Néanmoins, plusieurs pays comme les îles Palaos et la Thaïlande ont d’ores et déjà prohibé les crèmes solaires contenant certains filtres UV chimiques. Depuis 2021, un décret thaïlandais interdit notamment les produits solaires contenant de l’oxybenzone ou de l’octinoxate dans les parcs nationaux du pays, dans l’objectif de préserver les coraux. Les contrevenants s’exposent à une amende de 100 000 bahts, soit plus de 2 500 euros.

[A lire aussi : Palau interdit les crèmes solaires toxiques pour protéger ses coraux]

Des risques pour la santé humaine

Aux risques environnementaux s’ajoutent les risques sanitaires que présentent certains filtres UV suspectés d’être des perturbateurs endocriniens. De plus, une étude franco-américaine publiée dans la revue Chemical Research in Toxicology en 2021 a révélé que l’octocrylène se dégrade naturellement en benzophénone au fil du temps, au sein-même des contenants de crème solaire.

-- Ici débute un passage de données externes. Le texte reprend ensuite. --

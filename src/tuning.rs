//! Data-driven wave balance
//!
//! Everything the wave director scales lives here so a host can tweak the
//! difficulty curve from a JSON file without recompiling.

use std::path::Path;

use serde::{Deserialize, Serialize};

use crate::consts::*;
use crate::error::ConfigError;
use crate::sim::FormationPattern;

/// Wave and playfield tuning
#[derive(Debug, Clone, PartialEq, Serialize, Deserialize)]
#[serde(default)]
pub struct Tuning {
    pub playfield_width: f32,
    pub playfield_height: f32,

    // === Enemy count ===
    pub min_enemies: usize,
    pub max_enemies: usize,
    /// Extra enemies per wave after the first
    pub enemy_increase_rate: usize,

    // === Formations ===
    /// Fixed opening sequence; later waves pick from it at random
    pub patterns: Vec<FormationPattern>,

    // === Shooters ===
    /// Shooter count for waves 1..=len, indexed by wave - 1
    pub shooter_schedule: Vec<usize>,
    /// Shooter count once the schedule runs out
    pub default_shooters: usize,

    // === Difficulty ramp ===
    /// Horizontal speed gain per wave (0.1 = +10%)
    pub speed_step: f32,
    pub base_fire_interval_ms: u64,
    pub fire_interval_step_ms: u64,
    pub min_fire_interval_ms: u64,
    /// The fire interval drops one step every this many waves
    pub fire_ramp_every: u32,
}

impl Default for Tuning {
    fn default() -> Self {
        Self {
            playfield_width: PLAYFIELD_WIDTH,
            playfield_height: PLAYFIELD_HEIGHT,

            min_enemies: 5,
            max_enemies: 18,
            enemy_increase_rate: 2,

            patterns: FormationPattern::ALL.to_vec(),

            shooter_schedule: vec![1, 2, 2, 3],
            default_shooters: 4,

            speed_step: 0.1,
            base_fire_interval_ms: 2000,
            fire_interval_step_ms: 250,
            min_fire_interval_ms: 750,
            fire_ramp_every: 5,
        }
    }
}

impl Tuning {
    /// Reject configurations that would produce an empty or unbounded wave
    pub fn validate(&self) -> Result<(), ConfigError> {
        if self.min_enemies == 0 {
            return Err(ConfigError::ZeroMinEnemies);
        }
        if self.max_enemies < self.min_enemies {
            return Err(ConfigError::MaxBelowMin {
                min: self.min_enemies,
                max: self.max_enemies,
            });
        }
        if self.patterns.is_empty() {
            return Err(ConfigError::EmptyPatternList);
        }
        let fits = self.playfield_width.is_finite()
            && self.playfield_height.is_finite()
            && self.playfield_width > ENEMY_SIZE.max(PLAYER_SIZE)
            && self.playfield_height > PLAYER_BOTTOM_OFFSET + ENEMY_SIZE;
        if !fits {
            return Err(ConfigError::PlayfieldTooSmall {
                width: self.playfield_width,
                height: self.playfield_height,
            });
        }
        // Negative steps stall or reverse later waves
        if !self.speed_step.is_finite() || self.speed_step < 0.0 {
            return Err(ConfigError::BadSpeedStep {
                step: self.speed_step,
            });
        }
        if self.min_fire_interval_ms == 0 {
            return Err(ConfigError::ZeroFireIntervalFloor);
        }
        if self.min_fire_interval_ms > self.base_fire_interval_ms {
            return Err(ConfigError::FireFloorAboveBase {
                floor_ms: self.min_fire_interval_ms,
                base_ms: self.base_fire_interval_ms,
            });
        }
        if self.fire_ramp_every == 0 {
            return Err(ConfigError::ZeroFireRamp);
        }
        Ok(())
    }

    /// Parse and validate tuning from JSON; missing fields take defaults
    pub fn from_json_str(json: &str) -> Result<Self, ConfigError> {
        let tuning: Tuning = serde_json::from_str(json)?;
        tuning.validate()?;
        Ok(tuning)
    }

    /// Load tuning from a JSON file
    pub fn load(path: impl AsRef<Path>) -> Result<Self, ConfigError> {
        let path = path.as_ref();
        let json = std::fs::read_to_string(path)?;
        let tuning = Self::from_json_str(&json)?;
        log::info!("Loaded tuning from {}", path.display());
        Ok(tuning)
    }
}
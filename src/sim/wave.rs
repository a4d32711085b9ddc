//! Wave director
//!
//! Scales enemy count, speed and fire rate with the wave number, picks the
//! formation and hands out shooter roles.

use rand::Rng;

use super::formation::{self, FormationPattern};
use super::state::{GameEvent, GameState, SoundEffect};
use crate::tuning::Tuning;

/// `clamp(min + (wave - 1) * rate, min, max)`
pub fn enemy_count(tuning: &Tuning, wave: u32) -> usize {
    let extra = (wave.saturating_sub(1) as usize).saturating_mul(tuning.enemy_increase_rate);
    tuning
        .min_enemies
        .saturating_add(extra)
        .clamp(tuning.min_enemies, tuning.max_enemies)
}

/// Fixed sequence for the opening waves, uniform random afterwards
pub fn select_pattern<R: Rng + ?Sized>(tuning: &Tuning, wave: u32, rng: &mut R) -> FormationPattern {
    let index = wave.saturating_sub(1) as usize;
    match tuning.patterns.get(index) {
        Some(&pattern) => pattern,
        None => tuning.patterns[rng.random_range(0..tuning.patterns.len())],
    }
}

/// Scheduled shooter count for the wave, never more than the enemies present
pub fn shooter_count(tuning: &Tuning, wave: u32, enemies: usize) -> usize {
    let index = wave.saturating_sub(1) as usize;
    tuning
        .shooter_schedule
        .get(index)
        .copied()
        .unwrap_or(tuning.default_shooters)
        .min(enemies)
}

pub fn speed_multiplier(tuning: &Tuning, wave: u32) -> f32 {
    1.0 + wave.saturating_sub(1) as f32 * tuning.speed_step
}

/// Drops one step every `fire_ramp_every` waves, floored
pub fn fire_interval_for_wave(tuning: &Tuning, wave: u32) -> u64 {
    let steps = (wave / tuning.fire_ramp_every) as u64;
    tuning
        .base_fire_interval_ms
        .saturating_sub(steps.saturating_mul(tuning.fire_interval_step_ms))
        .max(tuning.min_fire_interval_ms)
}

/// Populate `state.enemies` for `state.wave`
pub fn start_wave(state: &mut GameState) {
    let wave = state.wave;
    let count = enemy_count(&state.tuning, wave);
    let pattern = select_pattern(&state.tuning, wave, &mut state.rng);
    let first_id = state.reserve_ids(count);

    let mut enemies = formation::populate(
        pattern,
        count,
        state.tuning.playfield_width,
        first_id,
        state.now_ms,
        &mut state.rng,
    );

    let speed = speed_multiplier(&state.tuning, wave);
    for enemy in &mut enemies {
        enemy.vel.x *= speed;
    }

    let shooters = shooter_count(&state.tuning, wave, enemies.len());
    for index in rand::seq::index::sample(&mut state.rng, enemies.len(), shooters) {
        enemies[index].can_fire = true;
    }

    let previous_interval = state.fire_interval_ms;
    state.fire_interval_ms = fire_interval_for_wave(&state.tuning, wave);
    if state.fire_interval_ms < previous_interval {
        log::info!(
            "Wave {}: enemy fire interval {}ms -> {}ms",
            wave,
            previous_interval,
            state.fire_interval_ms
        );
    }

    log::info!(
        "Wave {}: {} enemies in {} formation, {} shooters, speed x{:.1}",
        wave,
        enemies.len(),
        pattern.as_str(),
        shooters,
        speed
    );

    state.enemies = enemies;
    state.events.push(GameEvent::WaveStarted {
        wave,
        pattern,
        enemies: count,
    });
}

/// The only way a wave ends: bump the counter and start the next one
pub fn advance_wave(state: &mut GameState) {
    let cleared = state.wave;
    log::info!("Wave {} cleared (score {})", cleared, state.score);
    state.events.push(GameEvent::WaveCleared { wave: cleared });
    state.events.push(GameEvent::Sound(SoundEffect::WaveClear));

    state.wave += 1;
    start_wave(state);
}
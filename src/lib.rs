//! Exostrike - a formation shooter simulation core
//!
//! Core modules:
//! - `sim`: Deterministic simulation (formations, behaviors, tick, collisions)
//! - `game`: Host-side driver that wires the simulation to its collaborators
//! - `platform`: Clock, input, presentation and effect interfaces
//! - `persistence`: High-score storage
//! - `tuning`: Data-driven wave balance

pub mod error;
pub mod game;
pub mod highscores;
pub mod persistence;
pub mod platform;
pub mod sim;
pub mod tuning;

pub use error::{ConfigError, StoreError};
pub use game::Game;
pub use highscores::HighScores;
pub use tuning::Tuning;

use glam::Vec2;

/// Game configuration constants
pub mod consts {
    /// Fixed simulation rate
    pub const TICKS_PER_SECOND: u32 = 60;
    /// Fixed simulation timestep in milliseconds
    pub const TICK_MS: f64 = 1000.0 / TICKS_PER_SECOND as f64;
    /// Maximum substeps per host frame to prevent spiral of death
    pub const MAX_SUBSTEPS: u32 = 8;

    /// Default playfield dimensions
    pub const PLAYFIELD_WIDTH: f32 = 800.0;
    pub const PLAYFIELD_HEIGHT: f32 = 600.0;

    /// Player ship
    pub const PLAYER_SIZE: f32 = 40.0;
    /// Distance from the bottom of the playfield to the player's top edge
    pub const PLAYER_BOTTOM_OFFSET: f32 = 60.0;
    pub const PLAYER_ACCELERATION: f32 = 0.5;
    pub const PLAYER_FRICTION: f32 = 0.92;
    pub const PLAYER_MAX_SPEED: f32 = 6.0;
    pub const PLAYER_LIVES: u8 = 3;
    /// Minimum time between player shots
    pub const PLAYER_SHOT_DELAY_MS: u64 = 250;

    /// Projectiles (player and enemy share the box)
    pub const BULLET_WIDTH: f32 = 4.0;
    pub const BULLET_HEIGHT: f32 = 12.0;
    pub const PLAYER_BULLET_SPEED: f32 = 10.0;
    pub const ENEMY_BULLET_SPEED: f32 = 5.0;
    /// Player bullets spawn this far above the ship
    pub const PLAYER_MUZZLE_OFFSET: f32 = 10.0;

    /// Enemy ships
    pub const ENEMY_SIZE: f32 = 30.0;
    pub const ENEMY_BASE_SPEED: f32 = 2.0;
    pub const ENEMY_HEALTH: u8 = 1;

    /// Behavior tuning
    pub const LINEAR_DESCENT: f32 = 20.0;
    pub const SINE_DESCENT: f32 = 10.0;
    pub const ZIGZAG_DESCENT: f32 = 30.0;
    pub const SINE_AMPLITUDE: f32 = 30.0;
    pub const SINE_PHASE_RATE: f32 = 0.05;
    pub const CIRCULAR_RADIUS: f32 = 40.0;
    pub const CIRCULAR_PHASE_RATE: f32 = 0.03;
    pub const ZIGZAG_PHASE_RATE: f32 = 0.1;

    /// Formation layout
    pub const FORMATION_TOP: f32 = 50.0;
    pub const FORMATION_SPACING_X: f32 = 80.0;
    pub const FORMATION_SPACING_Y: f32 = 50.0;
    pub const V_ARM_STEP_X: f32 = 45.0;
    pub const V_ARM_STEP_Y: f32 = 30.0;
    pub const DIAMOND_SPACING_X: f32 = 60.0;
    pub const DIAMOND_SPACING_Y: f32 = 35.0;
    pub const CIRCLE_CENTER_Y: f32 = 150.0;
    pub const CIRCLE_MAX_RADIUS: f32 = 100.0;
    pub const CIRCLE_RADIUS_PER_ENEMY: f32 = 10.0;

    /// Scoring
    pub const SCORE_PER_KILL: u64 = 100;

    /// Particle bursts
    pub const BURST_PARTICLES: usize = 12;
    pub const PARTICLE_LIFETIME_TICKS: u32 = 30;
    pub const PARTICLE_MAX_SPEED: f32 = 3.0;
    pub const MAX_PARTICLES: usize = 256;
}

/// Axis-aligned box from a top-left corner and a size
#[derive(Debug, Clone, Copy, PartialEq)]
pub struct Aabb {
    pub min: Vec2,
    pub max: Vec2,
}

impl Aabb {
    #[inline]
    pub fn from_top_left(pos: Vec2, size: Vec2) -> Self {
        Self {
            min: pos,
            max: pos + size,
        }
    }

    #[inline]
    pub fn center(&self) -> Vec2 {
        (self.min + self.max) * 0.5
    }

    /// Strict overlap: boxes that only share an edge do not collide
    #[inline]
    pub fn overlaps(&self, other: &Aabb) -> bool {
        self.min.x < other.max.x
            && self.max.x > other.min.x
            && self.min.y < other.max.y
            && self.max.y > other.min.y
    }
}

Or, la benzophénone est classée comme « cancérogène possible pour l’humain » par le Centre International de Recherche sur le Cancer (CIRC).

« Ce n’est pas noir ou blanc, c’est complexe, il n’existe malheureusement pas de filtre UV qui soit parfait sur tous les points »

En parallèle des filtres UV chimiques, il existe des filtres UV minéraux provenant de particules minérales. À ce jour, seuls deux filtres UV minéraux sont autorisés par la règlementation européenne : l’oxyde de zinc et le dioxyde de titane. Dans les crèmes solaires, ces particules sont toujours enrobées par une couche de protection minérale. Jérôme Labille explique alors que « cet enrobage détermine la toxicité et le devenir des filtres UV minéraux dans l’environnement. » Le chercheur ajoute qu’il n’a « jamais été démontré de toxicité sur un filtre UV enrobé ».

Cependant, le choix entre filtre UV chimique ou minéral n’est pas si évident vis-à-vis de leur impact sur l’environnement puisque le dioxyde de titane et, dans une moindre mesure, l’oxyde de zinc sont amenés à rester très longtemps dans les milieux aquatiques avant de se dissoudre. Les molécules chimiques ont quant à elles une durée de vie déterminée et se dégradent progressivement. « Ce n’est pas noir ou blanc, c’est complexe, il n’existe malheureusement pas de filtre UV qui soit parfait sur tous les points », insiste Jérôme Labille.

Que faire cet été ?

Dans la pratique, en raison des effets néfastes d’une trop grande exposition aux rayons du soleil, il est difficile de se passer de crème solaire. En effet, les rayons UV peuvent provoquer des coups de soleil et des dommages irréversibles sur la peau, ainsi que d’éventuelles complications à long terme. Se protéger des rayons du soleil reste alors crucial mais le consommateur peut choisir les produits qu’il va appliquer sur sa peau. « Mon conseil serait de chercher les filtres UV dans la liste d’ingrédients d’une crème solaire et de se renseigner sur internet à propos de leur potentielle dangerosité. », conclut Jérôme Labille. Pour préserver les océans, il est intéressant de privilégier les crèmes solaires résistantes à l’eau afin que les filtres UV restent sur la peau lors de baignades. Également, favoriser une application 20 à 30 minutes avant de se baigner permet de laisser à la peau le temps d’absorber le produit solaire, limitant ainsi la dispersion de filtres UV dans l’eau.